Love Brandon or hate him, he knows how to market a product. If he can sling greasy discs of glop to the tune of hundreds of millions, surely he can sling the second winningest program in NCAA FB history?

GoBlueBalls

January 23rd, 2014 at 3:37 PM ^

I was suprised to see the night games and afternoon games with higher viewership than the early games.  I guess there is less competition among other games and/or the west cost is waking up late.  Do you think this is part of the reason Michigan had so many late games? Putting a desirable team in a "high output" time slot should result in even higher ratings. Also, how does playing on BTN effect viewership numbers?

 

I'm actually curious about a team like Uconn.  They played 5 (!!) night games (Townson, Maryland, Michigan, Louisville, & at Temple).  I remember being suprised that M was a night game, because they already had 4 night games scheudled.  How much do they benefit in viewership by playing so many night games?

MGoBlue24

January 23rd, 2014 at 9:31 PM ^

I have to wonder about the bowl game, though. The late, late start may have captured west coast watchers, but who else in particular? Maybe the gambit was that hard core football fans will watch games with marquee name teams regardless of placement.

NittanyFan

January 24th, 2014 at 11:51 AM ^

I saw these numbers on Sports Media Watch about a week ago but the "variance vs. slot" numbers add a whole lot of context.

 

I remember a lot of people thinking back in September "why on Earth is ABC showing Michigan vs. Connecticut in Prime Time?"  Connecticut stinks and Michigan isn't exactly playing top-level football, either.  Still turned out to be the highest rated game of the week, with more viewers than your average prime-time network spot.  

 

The Brand draws eyeballs.

JayMo4

January 24th, 2014 at 12:37 PM ^

Now just think what those numbers would look like if we were regularly winning the Big 10 and playing in BCS games.
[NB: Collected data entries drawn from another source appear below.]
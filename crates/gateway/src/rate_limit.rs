//! Per-IP sliding-window rate limiting for the admin HTTP API (§4.3, §6).
//!
//! Grounded on the teacher's `RequestThrottle` (fixed window per IP, lazy
//! periodic cleanup of stale buckets), narrowed to the single admin-API
//! scope this relay exposes.

use std::{
    net::{IpAddr, SocketAddr},
    sync::{
        atomic::{AtomicU64, Ordering},
        Arc,
    },
    time::{Duration, Instant},
};

use axum::{
    extract::{ConnectInfo, State},
    http::{HeaderMap, StatusCode},
    middleware::Next,
    response::{IntoResponse, Json, Response},
};
use dashmap::{mapref::entry::Entry, DashMap};
use ttsrelay_protocol::{ADMIN_RATE_LIMIT_MAX_REQUESTS, ADMIN_RATE_LIMIT_WINDOW_SECS};

use crate::server::AppState;

const CLEANUP_EVERY_REQUESTS: u64 = 512;
const MAX_REQUESTS: usize = ADMIN_RATE_LIMIT_MAX_REQUESTS as usize;
const WINDOW: Duration = Duration::from_secs(ADMIN_RATE_LIMIT_WINDOW_SECS);

#[derive(Clone)]
pub struct RequestThrottle {
    buckets: Arc<DashMap<IpAddr, WindowState>>,
    requests_seen: Arc<AtomicU64>,
}

#[derive(Debug, Clone, Copy)]
struct WindowState {
    started_at: Instant,
    count: usize,
}

enum ThrottleDecision {
    Allowed,
    Denied { retry_after: Duration },
}

impl RequestThrottle {
    #[must_use]
    pub fn new() -> Self {
        Self {
            buckets: Arc::new(DashMap::new()),
            requests_seen: Arc::new(AtomicU64::new(0)),
        }
    }

    fn check(&self, ip: IpAddr) -> ThrottleDecision {
        self.check_at(ip, Instant::now())
    }

    fn check_at(&self, ip: IpAddr, now: Instant) -> ThrottleDecision {
        let decision = match self.buckets.entry(ip) {
            Entry::Occupied(mut occupied) => {
                let state = occupied.get_mut();
                let elapsed = now.duration_since(state.started_at);
                if elapsed >= WINDOW {
                    state.started_at = now;
                    state.count = 1;
                    ThrottleDecision::Allowed
                } else if state.count < MAX_REQUESTS {
                    state.count += 1;
                    ThrottleDecision::Allowed
                } else {
                    ThrottleDecision::Denied { retry_after: WINDOW.saturating_sub(elapsed) }
                }
            }
            Entry::Vacant(vacant) => {
                vacant.insert(WindowState { started_at: now, count: 1 });
                ThrottleDecision::Allowed
            }
        };

        self.cleanup_if_needed(now);
        decision
    }

    fn cleanup_if_needed(&self, now: Instant) {
        let seen = self.requests_seen.fetch_add(1, Ordering::Relaxed) + 1;
        if seen % CLEANUP_EVERY_REQUESTS != 0 {
            return;
        }
        let stale_after = WINDOW.saturating_mul(3);
        self.buckets.retain(|_, state| now.duration_since(state.started_at) <= stale_after);
    }
}

impl Default for RequestThrottle {
    fn default() -> Self {
        Self::new()
    }
}

pub async fn throttle_gate(
    State(state): State<AppState>,
    ConnectInfo(addr): ConnectInfo<SocketAddr>,
    request: axum::http::Request<axum::body::Body>,
    next: Next,
) -> Response {
    let client_ip = resolve_client_ip(request.headers(), addr, state.behind_proxy);
    match state.request_throttle.check(client_ip) {
        ThrottleDecision::Allowed => next.run(request).await,
        ThrottleDecision::Denied { retry_after } => rate_limited_response(retry_after),
    }
}

fn rate_limited_response(retry_after: Duration) -> Response {
    let retry_after_secs = retry_after.as_secs().max(1);
    let mut response = (
        StatusCode::TOO_MANY_REQUESTS,
        Json(serde_json::json!({
            "error": "too many requests",
            "retry_after_seconds": retry_after_secs
        })),
    )
        .into_response();

    if let Ok(value) = retry_after_secs.to_string().parse() {
        response.headers_mut().insert(axum::http::header::RETRY_AFTER, value);
    }
    response
}

pub fn resolve_client_ip(headers: &HeaderMap, addr: SocketAddr, behind_proxy: bool) -> IpAddr {
    if behind_proxy {
        if let Some(ip) = extract_forwarded_ip(headers) {
            return ip;
        }
    }
    addr.ip()
}

fn extract_forwarded_ip(headers: &HeaderMap) -> Option<IpAddr> {
    let xff = headers.get("x-forwarded-for").and_then(|v| v.to_str().ok());
    if let Some(xff) = xff {
        if let Some(ip) = xff.split(',').find_map(|candidate| parse_ip(candidate.trim())) {
            return Some(ip);
        }
    }

    let xri = headers.get("x-real-ip").and_then(|v| v.to_str().ok());
    if let Some(xri) = xri {
        if let Some(ip) = parse_ip(xri.trim()) {
            return Some(ip);
        }
    }

    let cf_ip = headers.get("cf-connecting-ip").and_then(|v| v.to_str().ok());
    if let Some(cf_ip) = cf_ip {
        if let Some(ip) = parse_ip(cf_ip.trim()) {
            return Some(ip);
        }
    }

    None
}

fn parse_ip(value: &str) -> Option<IpAddr> {
    if value.is_empty() {
        return None;
    }
    if let Ok(ip) = value.parse::<IpAddr>() {
        return Some(ip);
    }
    if let Ok(addr) = value.parse::<SocketAddr>() {
        return Some(addr.ip());
    }
    None
}

#[cfg(test)]
mod tests {
    use super::*;

    #[test]
    fn window_limits_requests_then_resets() {
        let throttle = RequestThrottle::new();
        let ip = IpAddr::V4(std::net::Ipv4Addr::LOCALHOST);
        let now = Instant::now();

        for _ in 0..MAX_REQUESTS {
            assert!(matches!(throttle.check_at(ip, now), ThrottleDecision::Allowed));
        }

        match throttle.check_at(ip, now) {
            ThrottleDecision::Denied { retry_after } => assert_eq!(retry_after, WINDOW),
            ThrottleDecision::Allowed => panic!("expected request over the limit to be throttled"),
        }

        assert!(matches!(
            throttle.check_at(ip, now + WINDOW + Duration::from_secs(1)),
            ThrottleDecision::Allowed
        ));
    }

    #[test]
    fn distinct_ips_have_independent_windows() {
        let throttle = RequestThrottle::new();
        let now = Instant::now();
        let a = IpAddr::V4(std::net::Ipv4Addr::new(10, 0, 0, 1));
        let b = IpAddr::V4(std::net::Ipv4Addr::new(10, 0, 0, 2));

        for _ in 0..MAX_REQUESTS {
            assert!(matches!(throttle.check_at(a, now), ThrottleDecision::Allowed));
        }
        assert!(matches!(throttle.check_at(b, now), ThrottleDecision::Allowed));
    }

    #[test]
    fn forwarded_ip_uses_first_xff_value() {
        let mut headers = HeaderMap::new();
        headers.insert(
            "x-forwarded-for",
            axum::http::HeaderValue::from_static("203.0.113.1, 198.51.100.9"),
        );
        assert_eq!(
            extract_forwarded_ip(&headers),
            Some(IpAddr::V4(std::net::Ipv4Addr::new(203, 0, 113, 1)))
        );
    }

    #[test]
    fn falls_back_to_socket_addr_when_not_behind_proxy() {
        let headers = HeaderMap::new();
        let addr: SocketAddr = "127.0.0.1:9000".parse().unwrap();
        assert_eq!(resolve_client_ip(&headers, addr, false), addr.ip());
    }
}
This is one of the great advantages that we have as a program.  We are one of the few truly national draws, with fans and alums all over the place.  If we start winning big games again, Michigan football will matter as much as anyone and we'll be a place that elite recruits from anywhere in the country dream of playing for again.

CriticalFan

January 24th, 2014 at 5:46 PM ^

This started with Canham, right? Is this steady, trending up or down since, say, DB became the AD? (Corrected for supposed ratings splintering since then in general). Is DB's noodle bringing us eyes? Is the football quality driving them away?

Just a guess, during '01-07 Michigan was higher compared to the rest of any top 5 then.

MCalibur

January 26th, 2014 at 11:41 PM ^

I think it could be taken another step beyond what has been presented here. A Sagarin-esque methodology on this would be intereresting. Presumably Michigan brings some eyeballs and our opponenets bring some as well. I'm gonna go out on a limb and hypothesize that Ohio State draws more interest than UConn. It should be possible to tease out the relative interest each team has even further than what has been done here.

I also wonder if there is a ranking effect as well...being ranked #1 must be worth something.

I also wonder if there is a seasonality effect. Later in November as stakes rise (conference races and National Championship jostling) I'd imagine that the televised games are more naturally a draw there too.

Ok, I'm done wondering.

DrMGoBlue

February 18th, 2014 at 9:21 PM ^

As always, great analysis. I wonder, though, what the numbers would like without the perceived SEC dominance and what Michigan's numbers would be like if we had higher levels of success on the field. Average numbers probably wouldn't change much, but total viewers would I bet.